“… mientras no tenga el poder de mi libertad seguiré viviendo presa en un cuerpo que se está deteriorando cada minuto y que me atará a mi cama conectada las 24 horas al respirador”.
El sábado en Somos, el periodista Juan Carlos Fangacio contaba la historia de Ana Estrada. Ana es una psicóloga de 42 años, que hace treinta años comenzó a mostrar síntomas de polimiositis, una enfermedad degenerativa que hoy ya ha paralizado casi todos sus músculos. La libertad que anhela es la de poder elegir la muerte.
Lo que está en juego en el suicidio asistido y en la eutanasia (que se diferencian en si es el propio individuo o el doctor quien administra la dosis fatal) es una de las preguntas más elementales de nuestra existencia: ¿a quién le pertenece nuestra vida?
Para algunos será obvio que cada quien es dueño de su vida. Para otros tantos, sin embargo, la respuesta evidente será otra, Dios.
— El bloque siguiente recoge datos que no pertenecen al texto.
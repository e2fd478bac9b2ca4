//! SessionTable - identifier -> session map with idle eviction.
//!
//! The table is only ever touched from the single active poll cycle (or
//! from shutdown after the loop has stopped), so it needs no locking.

use std::collections::HashMap;
use std::time::Duration;

use async_trait::async_trait;
use serde::Serialize;

use crate::clock::Clock;
use crate::domain::{Event, Identity};
use crate::error::{PollmuxError, Result};
use crate::poller::BatchHandler;
use crate::session::{Session, SessionFactory};

/// A live session and its bookkeeping
struct SessionEntry<T> {
    instance: T,
    last_active_ms: u64,
}

/// Session lifecycle counters
#[derive(Debug, Clone, Default, PartialEq, Eq, Serialize)]
pub struct SessionStats {
    /// Sessions created (after `on_create` succeeded)
    pub created: u64,
    /// Sessions evicted by the idle sweep
    pub evicted: u64,
    /// Sessions removed manually
    pub removed: u64,
    /// Sessions torn down at shutdown
    pub closed: u64,
}

/// Map from identifier to session, owned by the registry.
pub struct SessionTable<F: SessionFactory, C: Clock> {
    factory: F,
    clock: C,
    idle_timeout: Option<Duration>,
    identity: Identity,
    sessions: HashMap<String, SessionEntry<F::Session>>,
    stats: SessionStats,
}

impl<F: SessionFactory, C: Clock> SessionTable<F, C> {
    /// Create an empty table. `None` disables idle eviction.
    pub fn new(factory: F, clock: C, idle_timeout: Option<Duration>) -> Self {
        Self {
            factory,
            clock,
            idle_timeout,
            identity: Identity::default(),
            sessions: HashMap::new(),
            stats: SessionStats::default(),
        }
    }

    /// Identity handed to the factory for every new session
    pub fn bind_identity(&mut self, identity: Identity) {
        self.identity = identity;
    }

    pub fn stats(&self) -> &SessionStats {
        &self.stats
    }

    /// Number of live sessions
    pub fn len(&self) -> usize {
        self.sessions.len()
    }

    pub fn is_empty(&self) -> bool {
        self.sessions.is_empty()
    }

    pub fn contains(&self, identifier: &str) -> bool {
        self.sessions.contains_key(identifier)
    }

    /// Borrow a live session
    pub fn get(&self, identifier: &str) -> Option<&F::Session> {
        self.sessions.get(identifier).map(|entry| &entry.instance)
    }

    /// Last activity time of a live session
    pub fn last_active_ms(&self, identifier: &str) -> Option<u64> {
        self.sessions.get(identifier).map(|entry| entry.last_active_ms)
    }

    /// Live identifiers, sorted
    pub fn identifiers(&self) -> Vec<String> {
        let mut ids: Vec<String> = self.sessions.keys().cloned().collect();
        ids.sort();
        ids
    }

    /// Route every event to its session, strictly in order.
    ///
    /// Stops at the first hook error and returns it.
    pub async fn dispatch(&mut self, events: &[Event]) -> Result<()> {
        for event in events {
            let identifier = self.factory.identify(event);

            if !self.sessions.contains_key(&identifier) {
                let mut entry = SessionEntry {
                    instance: self.factory.create(&identifier, &self.identity),
                    last_active_ms: 0,
                };
                entry
                    .instance
                    .on_create()
                    .await
                    .map_err(|e| PollmuxError::session(&identifier, e))?;
                self.sessions.insert(identifier.clone(), entry);
                self.stats.created += 1;
                log::info!("Session {} created", identifier);
            }

            if let Some(entry) = self.sessions.get_mut(&identifier) {
                entry
                    .instance
                    .process_event(event)
                    .await
                    .map_err(|e| PollmuxError::session(&identifier, e))?;
                entry.last_active_ms = self.clock.now_ms();
            }
        }
        Ok(())
    }

    /// Evict every session idle for at least the idle timeout.
    ///
    /// Returns the number evicted. A no-op when eviction is disabled.
    pub async fn sweep(&mut self) -> Result<usize> {
        let Some(timeout) = self.idle_timeout else {
            return Ok(0);
        };
        let timeout_ms = timeout.as_millis() as u64;
        let now = self.clock.now_ms();

        let mut idle: Vec<String> = self
            .sessions
            .iter()
            .filter(|(_, entry)| now.saturating_sub(entry.last_active_ms) >= timeout_ms)
            .map(|(id, _)| id.clone())
            .collect();
        idle.sort();

        for identifier in &idle {
            self.retire(identifier).await?;
            self.stats.evicted += 1;
            log::info!("Session {} evicted after {}ms idle", identifier, timeout_ms);
        }
        Ok(idle.len())
    }

    /// Remove one session, calling its `on_remove`. Returns false if absent.
    pub async fn remove(&mut self, identifier: &str) -> Result<bool> {
        if !self.sessions.contains_key(identifier) {
            return Ok(false);
        }
        self.retire(identifier).await?;
        self.stats.removed += 1;
        log::info!("Session {} removed", identifier);
        Ok(true)
    }

    /// Tear down every live session.
    ///
    /// Every session is removed even if its `on_remove` fails; the first
    /// failure is returned after all sessions are gone.
    pub async fn drain(&mut self) -> Result<usize> {
        let mut first_error = None;
        let identifiers = self.identifiers();

        for identifier in &identifiers {
            if let Some(mut entry) = self.sessions.remove(identifier) {
                if let Err(e) = entry.instance.on_remove().await {
                    log::error!("Session {} failed during shutdown: {}", identifier, e);
                    first_error.get_or_insert(PollmuxError::session(identifier, e));
                }
                self.stats.closed += 1;
            }
        }

        match first_error {
            Some(e) => Err(e),
            None => Ok(identifiers.len()),
        }
    }

    /// Call `on_remove`, then drop the entry. On error the entry stays.
    async fn retire(&mut self, identifier: &str) -> Result<()> {
        if let Some(entry) = self.sessions.get_mut(identifier) {
            entry
                .instance
                .on_remove()
                .await
                .map_err(|e| PollmuxError::session(identifier, e))?;
        }
        self.sessions.remove(identifier);
        Ok(())
    }
}

#[async_trait]
impl<F, C> BatchHandler for SessionTable<F, C>
where
    F: SessionFactory,
    C: Clock,
{
    async fn on_batch(&mut self, events: &[Event]) -> Result<()> {
        self.dispatch(events).await?;
        self.sweep().await?;
        Ok(())
    }
}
No puedo pretender aquí saber cuál de las dos es la opción correcta. Pero lo que es poco probable es que alguien conteste que el dueño es el Estado. Y aun así, esto es cierto en el Perú; porque, con las leyes actuales, el Estado no permite el acceso a esta figura. Nos quita el poder de decidir nuestra muerte y, con ello, de decidir si creemos que la vida es nuestra para quitárnosla o si esto último es solo prerrogativa divina.
Podemos pensar que es por todo lo anterior que en algunos países, pocos pero en aumento, se regula alguna forma de suicidio asistido o eutanasia. Entre ellos se encuentran Bélgica, Holanda, Suiza, Canadá y Colombia. En el Perú, este es un tema que cada cierto tiempo aparece en el debate nacional. Lo hizo, por ejemplo, en el 2015, cuando se presentó un proyecto de ley para reglamentarlo.
De hecho, fue con ocasión de ese proyecto que Ipsos realizó una encuesta, donde 51% de limeños dijo estar de acuerdo con la eutanasia allí donde se tratara de enfermos terminales que conservaran sus capacidades mentales. En cambio, solo 39% aceptaría que esta se permitiese independientemente de si se tratara de una enfermedad terminal o no.
El congresista Alberto de Belaunde, declarando en Somos, ha asegurado que el tema está en estudio, y que su bancada sigue de cerca el debate actual en el Parlamento chileno. Lo cierto es que, si algo indican los resultados de la encuesta previa, parece haber apoyo de la población para discutir esta figura. Lo fundamental estaría, sin embargo, en los detalles de la regulación.
Un asunto clave es a quién se le daría esta opción. Muchos temen abrir la puerta, porque consideran que es un caso de lo que en inglés se llama ‘slippery slope’: la idea de que si permitimos una acción determinada, a esta le seguiría la legalización de supuestos mucho más amplios. El miedo en este caso sería que si los individuos con una enfermedad terminal logran acceder a la muerte asistida, pronto cualquier persona sin ganas de vivir, aunque sana, podrá también hacerlo.
Se trata, por supuesto, de una falacia, pero de una que advierte ya un asunto esencial: la importancia de que la eventual regulación deje claros los requisitos. ¿Es necesario que se trate de alguien con una enfermedad terminal? ¿Estaremos de acuerdo en que sea un individuo con una condición degenerativa e irreversible? ¿Permitiremos, como en Holanda, que también se incluyan excepcionalmente algunos casos psiquiátricos?
Al menos igual de complicado, desde un punto de vista ético, parece ser otro asunto: la posibilidad de decidir la eutanasia “por adelantado”. Es decir, poder decidir que mi voluntad de hoy valga más que la de más adelante, cuando mi raciocinio quizás esté reducido. El mes pasado, “The Guardian” reportaba que se está preparando el primer caso de mala praxis en Holanda, que involucra a una mujer con demencia que le había pedido a sus doctores que terminaran con su vida cuando el momento fuera correcto. Una vez que –de acuerdo a su médico– llegó este tiempo, ella se resistió, pero él de todas formas le administró la inyección letal. Precisamente para evitar ese tipo de circunstancias, países como Canadá dictaminan que la decisión deba tomarse en el momento, y no pueda ser postergada.
El tema es sin duda complejo, y haríamos mal en tratar de pintarlo de otra forma. Pero lo cierto es que lo anterior no excusa quitarle a los individuos el poder de decisión. Y no excusa que Ana hoy no pueda elegir morir. Mejor dicho, que no pueda tal vez elegir morir. Porque ella, nos cuenta hoy en su blog, no sabe si decidiría hacerlo. Solo sabe que tener esa posibilidad le permitiría, más bien, estar tranquila para vivir.